How to complete this task: Read the records beneath this task and copy every line that contains the string "subscribers".

Entries supplied:
==========

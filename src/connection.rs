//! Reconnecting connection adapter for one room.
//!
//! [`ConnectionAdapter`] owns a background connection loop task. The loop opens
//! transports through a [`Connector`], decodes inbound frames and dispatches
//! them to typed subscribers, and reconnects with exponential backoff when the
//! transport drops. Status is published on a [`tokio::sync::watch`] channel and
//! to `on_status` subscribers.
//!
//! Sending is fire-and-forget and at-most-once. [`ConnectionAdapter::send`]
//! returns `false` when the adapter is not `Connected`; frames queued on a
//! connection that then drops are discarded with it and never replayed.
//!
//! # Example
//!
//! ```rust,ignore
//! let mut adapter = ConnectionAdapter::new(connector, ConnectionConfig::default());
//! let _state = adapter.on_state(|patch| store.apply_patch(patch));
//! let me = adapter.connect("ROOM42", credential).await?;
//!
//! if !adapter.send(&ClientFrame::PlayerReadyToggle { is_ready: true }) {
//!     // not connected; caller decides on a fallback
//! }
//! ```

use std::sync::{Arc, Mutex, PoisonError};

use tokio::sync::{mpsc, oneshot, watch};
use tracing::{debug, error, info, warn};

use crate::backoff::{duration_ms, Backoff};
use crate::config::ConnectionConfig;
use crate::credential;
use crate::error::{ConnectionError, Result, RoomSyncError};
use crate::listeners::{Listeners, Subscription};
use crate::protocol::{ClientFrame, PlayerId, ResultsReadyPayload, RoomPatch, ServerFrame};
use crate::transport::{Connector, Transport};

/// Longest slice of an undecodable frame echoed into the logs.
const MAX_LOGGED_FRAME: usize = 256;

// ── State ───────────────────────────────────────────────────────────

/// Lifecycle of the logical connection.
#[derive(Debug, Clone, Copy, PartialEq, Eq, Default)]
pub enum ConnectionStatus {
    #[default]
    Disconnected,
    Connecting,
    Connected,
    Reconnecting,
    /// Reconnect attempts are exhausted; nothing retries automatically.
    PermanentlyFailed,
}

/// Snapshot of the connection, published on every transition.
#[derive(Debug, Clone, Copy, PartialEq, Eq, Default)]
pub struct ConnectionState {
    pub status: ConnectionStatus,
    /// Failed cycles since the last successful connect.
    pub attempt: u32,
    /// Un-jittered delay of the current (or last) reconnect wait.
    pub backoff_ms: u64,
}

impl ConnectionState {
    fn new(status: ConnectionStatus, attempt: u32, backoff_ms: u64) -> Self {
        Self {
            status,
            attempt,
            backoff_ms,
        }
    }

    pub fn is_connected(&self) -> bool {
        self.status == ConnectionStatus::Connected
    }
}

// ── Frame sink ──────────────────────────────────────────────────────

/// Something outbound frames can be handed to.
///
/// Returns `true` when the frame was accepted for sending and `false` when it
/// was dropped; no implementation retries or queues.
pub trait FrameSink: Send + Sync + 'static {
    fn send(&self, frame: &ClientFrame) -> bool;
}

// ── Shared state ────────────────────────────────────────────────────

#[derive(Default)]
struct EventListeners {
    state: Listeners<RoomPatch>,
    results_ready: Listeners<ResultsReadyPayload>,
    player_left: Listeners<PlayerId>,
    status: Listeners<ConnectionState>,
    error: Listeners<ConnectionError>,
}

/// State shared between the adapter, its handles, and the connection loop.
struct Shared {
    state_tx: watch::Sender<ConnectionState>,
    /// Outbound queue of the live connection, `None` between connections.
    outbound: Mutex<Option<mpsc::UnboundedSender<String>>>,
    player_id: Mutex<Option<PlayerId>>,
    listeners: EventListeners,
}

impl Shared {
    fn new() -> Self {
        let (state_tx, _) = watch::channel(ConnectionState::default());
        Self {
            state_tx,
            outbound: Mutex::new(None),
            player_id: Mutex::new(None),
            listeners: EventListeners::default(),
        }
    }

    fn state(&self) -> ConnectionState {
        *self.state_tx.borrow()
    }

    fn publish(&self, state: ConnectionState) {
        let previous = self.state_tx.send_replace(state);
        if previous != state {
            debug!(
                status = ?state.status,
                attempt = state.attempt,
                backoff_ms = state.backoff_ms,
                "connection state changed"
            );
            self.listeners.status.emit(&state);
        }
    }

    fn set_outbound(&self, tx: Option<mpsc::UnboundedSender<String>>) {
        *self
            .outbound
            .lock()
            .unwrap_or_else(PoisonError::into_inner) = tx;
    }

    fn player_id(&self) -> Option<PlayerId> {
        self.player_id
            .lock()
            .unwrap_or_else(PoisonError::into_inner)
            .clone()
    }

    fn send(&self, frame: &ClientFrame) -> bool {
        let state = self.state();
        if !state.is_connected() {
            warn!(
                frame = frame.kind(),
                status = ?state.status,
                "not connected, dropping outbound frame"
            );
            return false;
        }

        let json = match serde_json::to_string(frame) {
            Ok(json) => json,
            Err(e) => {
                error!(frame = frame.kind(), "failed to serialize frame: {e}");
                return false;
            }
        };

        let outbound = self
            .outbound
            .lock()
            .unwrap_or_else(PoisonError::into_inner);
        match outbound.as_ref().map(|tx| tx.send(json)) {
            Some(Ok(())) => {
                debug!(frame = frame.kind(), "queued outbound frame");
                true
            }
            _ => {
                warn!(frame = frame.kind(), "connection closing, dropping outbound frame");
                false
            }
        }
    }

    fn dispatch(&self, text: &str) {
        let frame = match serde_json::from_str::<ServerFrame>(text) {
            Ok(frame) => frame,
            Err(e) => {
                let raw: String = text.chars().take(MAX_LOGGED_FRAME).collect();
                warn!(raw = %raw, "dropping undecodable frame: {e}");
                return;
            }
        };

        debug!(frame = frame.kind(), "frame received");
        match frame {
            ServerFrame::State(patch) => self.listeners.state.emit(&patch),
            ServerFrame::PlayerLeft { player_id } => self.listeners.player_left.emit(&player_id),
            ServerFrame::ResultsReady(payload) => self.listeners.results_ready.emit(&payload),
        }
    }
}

==========

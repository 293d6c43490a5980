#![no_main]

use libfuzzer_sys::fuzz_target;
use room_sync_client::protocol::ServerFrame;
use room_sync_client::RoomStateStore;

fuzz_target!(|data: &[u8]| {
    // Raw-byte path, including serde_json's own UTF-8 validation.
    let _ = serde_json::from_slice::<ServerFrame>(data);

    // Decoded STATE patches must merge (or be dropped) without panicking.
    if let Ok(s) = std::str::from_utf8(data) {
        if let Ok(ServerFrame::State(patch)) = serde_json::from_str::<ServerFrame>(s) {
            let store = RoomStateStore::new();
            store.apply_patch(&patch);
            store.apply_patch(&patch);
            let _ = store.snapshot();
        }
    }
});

==========

Task output:
//! them to typed subscribers, and reconnects with exponential backoff when the
//! to `on_status` subscribers.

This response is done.